EXERCISE PROMPT
Among the entries below, find the lines with the word "server" and copy them.

[Records from a collection]
● ● ●

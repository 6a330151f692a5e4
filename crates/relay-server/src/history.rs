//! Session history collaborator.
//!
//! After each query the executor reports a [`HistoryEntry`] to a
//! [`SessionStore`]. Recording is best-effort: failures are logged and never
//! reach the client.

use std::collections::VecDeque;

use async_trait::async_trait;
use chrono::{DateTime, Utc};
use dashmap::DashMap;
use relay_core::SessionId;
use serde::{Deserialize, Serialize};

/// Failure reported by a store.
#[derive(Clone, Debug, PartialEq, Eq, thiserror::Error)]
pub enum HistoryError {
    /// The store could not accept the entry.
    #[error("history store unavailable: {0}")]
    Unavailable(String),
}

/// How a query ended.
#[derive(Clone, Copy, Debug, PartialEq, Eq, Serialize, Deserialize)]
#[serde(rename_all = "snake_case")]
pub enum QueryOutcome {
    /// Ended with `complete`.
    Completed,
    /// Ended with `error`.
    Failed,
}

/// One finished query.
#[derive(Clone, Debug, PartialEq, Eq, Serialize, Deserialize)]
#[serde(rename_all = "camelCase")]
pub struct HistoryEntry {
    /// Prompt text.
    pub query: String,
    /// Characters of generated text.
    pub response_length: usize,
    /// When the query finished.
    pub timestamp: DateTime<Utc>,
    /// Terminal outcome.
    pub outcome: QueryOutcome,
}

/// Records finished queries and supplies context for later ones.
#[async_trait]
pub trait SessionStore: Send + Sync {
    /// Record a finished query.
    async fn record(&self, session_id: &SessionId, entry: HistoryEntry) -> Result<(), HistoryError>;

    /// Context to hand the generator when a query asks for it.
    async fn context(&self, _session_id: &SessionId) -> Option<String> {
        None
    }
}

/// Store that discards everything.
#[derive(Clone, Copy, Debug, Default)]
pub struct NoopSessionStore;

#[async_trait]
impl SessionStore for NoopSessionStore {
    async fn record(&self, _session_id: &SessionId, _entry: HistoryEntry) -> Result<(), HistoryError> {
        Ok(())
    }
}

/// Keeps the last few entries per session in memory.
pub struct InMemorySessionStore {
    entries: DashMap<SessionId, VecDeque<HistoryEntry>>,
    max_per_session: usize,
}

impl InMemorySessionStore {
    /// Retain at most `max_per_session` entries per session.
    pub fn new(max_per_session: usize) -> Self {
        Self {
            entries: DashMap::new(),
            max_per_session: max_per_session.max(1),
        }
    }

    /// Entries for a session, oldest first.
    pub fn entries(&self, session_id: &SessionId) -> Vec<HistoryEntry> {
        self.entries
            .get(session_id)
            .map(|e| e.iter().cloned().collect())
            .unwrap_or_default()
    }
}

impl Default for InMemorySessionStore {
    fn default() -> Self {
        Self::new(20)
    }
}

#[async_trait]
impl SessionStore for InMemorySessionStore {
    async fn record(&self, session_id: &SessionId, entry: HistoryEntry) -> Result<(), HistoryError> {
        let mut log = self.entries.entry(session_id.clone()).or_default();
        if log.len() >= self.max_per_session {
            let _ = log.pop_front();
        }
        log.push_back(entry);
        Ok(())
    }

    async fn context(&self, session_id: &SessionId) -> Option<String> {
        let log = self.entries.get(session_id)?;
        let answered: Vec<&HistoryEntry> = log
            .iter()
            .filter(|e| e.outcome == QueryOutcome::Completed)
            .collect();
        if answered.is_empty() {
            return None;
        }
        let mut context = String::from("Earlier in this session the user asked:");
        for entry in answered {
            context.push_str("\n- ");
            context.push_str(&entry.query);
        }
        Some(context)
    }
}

● ● ●

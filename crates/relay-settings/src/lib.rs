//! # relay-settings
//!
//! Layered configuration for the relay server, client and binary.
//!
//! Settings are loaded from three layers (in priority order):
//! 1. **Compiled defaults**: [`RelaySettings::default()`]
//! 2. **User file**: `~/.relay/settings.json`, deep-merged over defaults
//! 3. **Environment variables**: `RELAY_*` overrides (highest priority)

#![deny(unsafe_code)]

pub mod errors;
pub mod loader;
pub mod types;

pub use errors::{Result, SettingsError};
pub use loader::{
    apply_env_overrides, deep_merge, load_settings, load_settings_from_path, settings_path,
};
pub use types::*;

● ● ●

OUTPUT OF THE TASK
filename crates/relay-server/src/history.rs
//! Layered configuration for the relay server, client and binary.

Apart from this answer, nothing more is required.